*** Extracted information Section Begins ***
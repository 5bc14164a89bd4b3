//! Stage and commit upstream changes.
use anyhow::{Context as _, Result};

use super::{Context, Task, TaskResult};
use crate::git::{self, CommitOutcome};

/// Stage everything and commit it.
#[derive(Debug)]
pub struct CommitChanges;

impl Task for CommitChanges {
    fn name(&self) -> &'static str {
        "Commit changes"
    }

    fn should_run(&self, _ctx: &Context<'_>) -> bool {
        true
    }

    fn run(&self, ctx: &Context<'_>) -> Result<TaskResult> {
        if ctx.dry_run {
            ctx.log.dry_run("git add .");
            ctx.log
                .dry_run(&format!("git commit -m {:?}", ctx.commit_message));
            return Ok(TaskResult::DryRun);
        }

        git::add_all(ctx.executor, ctx.root()).context("git add failed")?;
        match git::commit(ctx.executor, ctx.root(), &ctx.commit_message)
            .context("git commit failed")?
        {
            CommitOutcome::Committed(r) => {
                if let Some(line) = r.stdout.lines().next() {
                    ctx.log.info(line.trim());
                }
                Ok(TaskResult::Ok)
            }
            CommitOutcome::NothingToCommit => {
                Ok(TaskResult::Skipped("nothing to commit".to_string()))
            }
        }
    }
}

#[cfg(test)]
#[allow(clippy::expect_used, clippy::unwrap_used)]
mod tests {
    use super::*;
    use crate::tasks::test_helpers::Sandbox;

    #[test]
    fn stages_then_commits_with_message() {
        let sb = Sandbox::new(vec![(true, ""), (true, "[main 1a2b3c4] Sync configs")]);
        assert_eq!(CommitChanges.run(&sb.ctx(false)).unwrap(), TaskResult::Ok);
        assert_eq!(sb.exec.calls(), ["git add .", "git commit -m Sync configs"]);
    }

    #[test]
    fn clean_index_is_skipped() {
        let sb = Sandbox::new(vec![(true, ""), (false, "nothing to commit, working tree clean")]);
        assert_eq!(
            CommitChanges.run(&sb.ctx(false)).unwrap(),
            TaskResult::Skipped("nothing to commit".to_string())
        );
    }

    #[test]
    fn failed_add_stops_before_commit() {
        let sb = Sandbox::new(vec![(false, "fatal: pathspec")]);
        assert!(CommitChanges.run(&sb.ctx(false)).is_err());
        assert_eq!(sb.exec.calls(), ["git add ."]);
    }
}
*** Extracted information Section Ends ***
Activity
Write out a verbatim copy of the data, beginning with its first line and ending with the line that contains "pub struct CommitChanges;".

Solution to this task
repository 5bc14164a89bd4b3
//! Stage and commit upstream changes.
use anyhow::{Context as _, Result};

use super::{Context, Task, TaskResult};
use crate::git::{self, CommitOutcome};

/// Stage everything and commit it.
#[derive(Debug)]
pub struct CommitChanges;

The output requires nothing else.